The provincial government announced cash relief worth 300,000 rupees per casualty to the surviving family members of each dead. It also urged the federal government to announce a state of emergency in the affected areas. The prime minister inspected the damage by visiting the affected areas. The Government of Nepal declared a state of emergency on 1 April 2019. The Nepalese Army placed a helicopter on standby for relief efforts soon after the tornado; however, continued bad weather inhibited its use. Two ground units were deployed with aid and reached affected communities on the morning of 1 April. The Ministry of Home Affairs provided 468 sets of tents and tarpaulins and 4,138 units of clothing. The Nepal Red Cross Society (NRCS) distributed food and emergency items, with the Chitwan District chapter providing 500 kg of beaten rice, 150 kg of puffed rice, and 15 cartons of noodles. Bagmati Province provided Rs.10 million (US$90,000) to Province No. 2. The Nepalese Army established tent cities to accommodate displaced persons; however, living conditions became difficult with temperatures reaching 34.5 C in the following weeks.

Local hospitals in Bara were overwhelmed with the number of injured persons and ran out of beds. Floor mattresses were used to accommodate additional victims. Kalaiya Hospital in Bara, which was understaffed and without power, received 354 patients; two spinal injury victims were transferred to Kathmandu and eight with head injuries were moved to Birganj. Mountain Heart Nepal established a clinic in Kalaiya and treated 160 people by 4 April. The Parsa chapter of the NRCS collected 300 pints of blood from donation centers to support injury treatment. Humanity & Inclusion distributed mobility aid to assist victims with rehabilitation. Doctors at the Epidemiology and Disease Control Division noted an increased risk of diseases with people left homeless, a lack of clean water, dead animals out in the open, and an abundance of mosquitos.

Numerous irregularities were observed in the distribution of relief materials to the affected villages. Consequently, District Administration Office of Bara had to enforce stringent measures. Many of the victims reported that they never received any relief while the influential people had hogged all the relief materials intended for them. Victims were critical of famous people flying into affected regions to take selfies of themselves distributing relief goods. The Pathlaiya-Birganj road became gridlocked with people bringing in aid and/or coming in to see the damage firsthand.

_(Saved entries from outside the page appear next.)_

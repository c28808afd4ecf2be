// Consensus topics and the messages submitted to them.
use std::time::Duration;

use bytes::Bytes;
use time::OffsetDateTime;

use crate::core::entity::{AccountId, TopicId, TransactionId};
use crate::core::key::PublicKey;

#[derive(Clone, Debug, Eq, PartialEq)]
pub struct Topic {
    pub topic_id: TopicId,
    pub memo: String,
    pub admin_key: Option<PublicKey>,
    pub submit_key: Option<PublicKey>,
    pub auto_renew_account: Option<AccountId>,
    pub auto_renew_period: Option<Duration>,
    pub deleted: bool,
    pub created_timestamp: Option<OffsetDateTime>,
}

#[derive(Clone, Debug, Eq, PartialEq)]
pub struct ChunkInfo {
    pub initial_transaction_id: Option<TransactionId>,
    pub number: u32,
    pub total: u32,
}

#[derive(Clone, Debug, Eq, PartialEq)]
pub struct TopicMessage {
    pub topic_id: TopicId,
    pub sequence_number: u64,
    pub consensus_timestamp: OffsetDateTime,
    pub message: Bytes,
    pub running_hash: Vec<u8>,
    pub running_hash_version: u32,
    pub payer_account_id: Option<AccountId>,
    pub chunk_info: Option<ChunkInfo>,
}

impl TopicMessage {
    pub fn message_utf8(&self) -> Option<&str> {
        std::str::from_utf8(&self.message).ok()
    }
}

Members of the Canadian Centre for International Studies and Cooperation in Nepal assisted in damage assessment and the needs of victims. With assistance from the Government of Australia and the United Nations Population Fund, WOREC Nepal established psychosocial counseling for women in Devtaal, Parwanipur, Pheta and Suvarna.

==Scientific analysis==
A team of researchers from The Small Earth Nepal and the country's Department of Hydrology and Meteorology (DHM) collaborated on a review of the damage. Reports of "spinning winds" from locals prompted Archana Shrestha, a meteorologist at the DHM, to investigate. The team conducted a four-day survey of affected towns, documenting and measuring damage. They also utilized imagery from the Sentinel-2 satellite and geolocated social media posts to compile a complete picture. Their results indicated a strong EF2 to EF3 tornado, with winds between 180 and 265 km/h. With the help of forensic evidence, including satellite and drone images, as well as eye-witness accounts, a group of scientists concluded that the event was a tornado.